P.B. is a 66-year-old former smoker who has a high-grade stenosis versus short segment occlusion of the right common iliac artery that was documented on a prior CT Angiogram as well as a prior aortogram performed at a local hospital. The patient had a previous attempt at the crossing of this suspected occlusion but was unsuccessful by outside practitioner. The patient was initially sent for evaluation for a femoral-to-femoral bypass by the CV surgeon, who referred to us for possible reattempt at revascularization. The patient presents with a severe lifestyle limiting intermittent claudication in the gluteal and proximal thigh region to 50 feet which are currently affecting her activities of daily living.  She is also beginning to have a tingling sensation and some pain in her right foot, most pronounced at nighttime, bordering on ischemic rest pain. She presents today for revascularization of her right iliac artery, likely with intravascular lithotripsy and possible stenting, particularly given the heavy calcific coral reef type plaquing.
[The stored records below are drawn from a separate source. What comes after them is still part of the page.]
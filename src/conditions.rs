//! Access conditions and blob value types.
//!
//! These small structs travel with every chunk dispatch and with the
//! final block-list commit.  They carry optimistic-concurrency
//! preconditions (lease, ETag) and the headers/metadata applied when a
//! block blob is committed.

use std::collections::HashMap;

/// Preconditions the service checks before applying a write.
#[derive(Debug, Clone, Default)]
pub struct AccessConditions {
    /// Active lease ID; sent as `x-ms-lease-id`.
    pub lease_id: Option<String>,
    /// ETag the target blob must currently have; sent as `If-Match`.
    pub if_match: Option<String>,
}

impl AccessConditions {
    /// Conditions with no preconditions set.
    pub fn none() -> Self {
        Self::default()
    }

    /// Conditions carrying a lease ID.
    pub fn with_lease(lease_id: impl Into<String>) -> Self {
        Self {
            lease_id: Some(lease_id.into()),
            if_match: None,
        }
    }
}

/// Standard content headers applied when a block blob is committed.
#[derive(Debug, Clone, Default)]
pub struct BlobHeaders {
    pub content_type: Option<String>,
    pub content_encoding: Option<String>,
    pub content_language: Option<String>,
    pub cache_control: Option<String>,
}

/// User-defined metadata applied at commit (`x-ms-meta-*` headers).
pub type BlobMetadata = HashMap<String, String>;

/// Properties of a committed blob, as reported by the service.
#[derive(Debug, Clone, Default)]
pub struct BlobDescriptor {
    /// ETag of the committed blob.
    pub etag: Option<String>,
    /// `Last-Modified` response header, verbatim.
    pub last_modified: Option<String>,
}
//! Storage service capability consumed by the upload stream.
//!
//! Every sink must implement [`ChunkSink`].  The trait is the narrow
//! slice of the Blob service the chunked upload core needs: stage a
//! block, write a page range, append a block, commit a block list, and
//! read the current blob length.  Everything else the service offers is
//! out of scope here.

use bytes::Bytes;
use std::future::Future;
use std::pin::Pin;

use crate::conditions::{AccessConditions, BlobDescriptor, BlobHeaders, BlobMetadata};
use crate::errors::ServiceError;

pub mod azure;
pub mod memory;

/// Async chunk-upload contract.
///
/// Implementations run each call as an independent network operation;
/// the upload stream dispatches them concurrently and joins on flush.
pub trait ChunkSink: Send + Sync + 'static {
    /// Stage `data` as an uncommitted block under `block_id`
    /// (Put Block).  Staged blocks become blob content only once a
    /// block list naming them is committed.
    fn stage_chunk(
        &self,
        block_id: &str,
        data: Bytes,
        conditions: &AccessConditions,
    ) -> Pin<Box<dyn Future<Output = Result<(), ServiceError>> + Send + '_>>;

    /// Write `data` to the inclusive page range `[start, end]`
    /// (Put Page with `update`).  The range length must equal
    /// `data.len()` and be a multiple of 512.
    fn upload_page_range(
        &self,
        start: u64,
        end: u64,
        data: Bytes,
        conditions: &AccessConditions,
    ) -> Pin<Box<dyn Future<Output = Result<(), ServiceError>> + Send + '_>>;

    /// Append `data` at `expected_offset` (Append Block).  The service
    /// rejects the write if the blob's current length differs from
    /// `expected_offset`, guarding against concurrent appenders.
    fn append_chunk(
        &self,
        expected_offset: u64,
        data: Bytes,
        conditions: &AccessConditions,
    ) -> Pin<Box<dyn Future<Output = Result<(), ServiceError>> + Send + '_>>;

    /// Commit previously staged blocks, in order, as the blob's content
    /// (Put Block List), applying `headers` and `metadata`.
    fn commit_block_list(
        &self,
        block_ids: &[String],
        headers: &BlobHeaders,
        metadata: &BlobMetadata,
        conditions: &AccessConditions,
    ) -> Pin<Box<dyn Future<Output = Result<BlobDescriptor, ServiceError>> + Send + '_>>;

    /// Current committed length of the target blob, in bytes.  Used
    /// when an append session starts without an explicit offset.
    fn blob_length(
        &self,
    ) -> Pin<Box<dyn Future<Output = Result<u64, ServiceError>> + Send + '_>>;
}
Angiogram: There is a 99% stenosis versus short segment occlusion of the right common iliac artery, which is heavily calcified, extending up to the level of the ostium.

Aorta Pre Shockwave

Treatment: Bilateral common femoral arterial access was obtained. A Seeker catheter and Glidewire combination were used to cross the occlusion from the right-side retrograde approach, and with some difficulty, I was able to eventually cross, and the catheter was advanced into the aorta where injection performed, revealing good intraluminal placement. We then upsized to a 6 French by 25 cm sheath, and heparin was given systemically. Over an 014 grand slam wire, we placed a 6 x 60 shockwave intravascular lithotripsy balloon. Given the fact that the plaque extended to the ostium and the concern for plaque shift with possible contralateral distal embolization, we elected to place a left-sided balloon for protection.  Over an 035 wire, a 7 x 40 ultraverse balloon was placed up the left side.  Balloon angioplasty was performed on the left side, followed by shockwave intravascular lithotripsy of the right common iliac artery.  A total of 300 pulses were performed, and with 3-4 atm of pressure, we were able fully to expand the balloon with complete balloon width effacement.  A follow-up arteriogram performed through an Omni flush catheter now reveals in-line flow through the right common iliac artery with a concurrent increase in size and perfusion.  However, there continued to be marked irregularity and stenosis, at least in the range of 70% suspected with some recoil, and therefore we elected to deploy a stent to this area.

Aorta Post Shockwave

There was good stent expansion and good luminal caliber achieved, and a follow-up arteriogram revealed excellent in-line flow through the newly placed stent without evidence of significant encroachment on the contralateral side and no raising of the bifurcation. The patient had a palpable right femoral pulse immediately following stent deployment.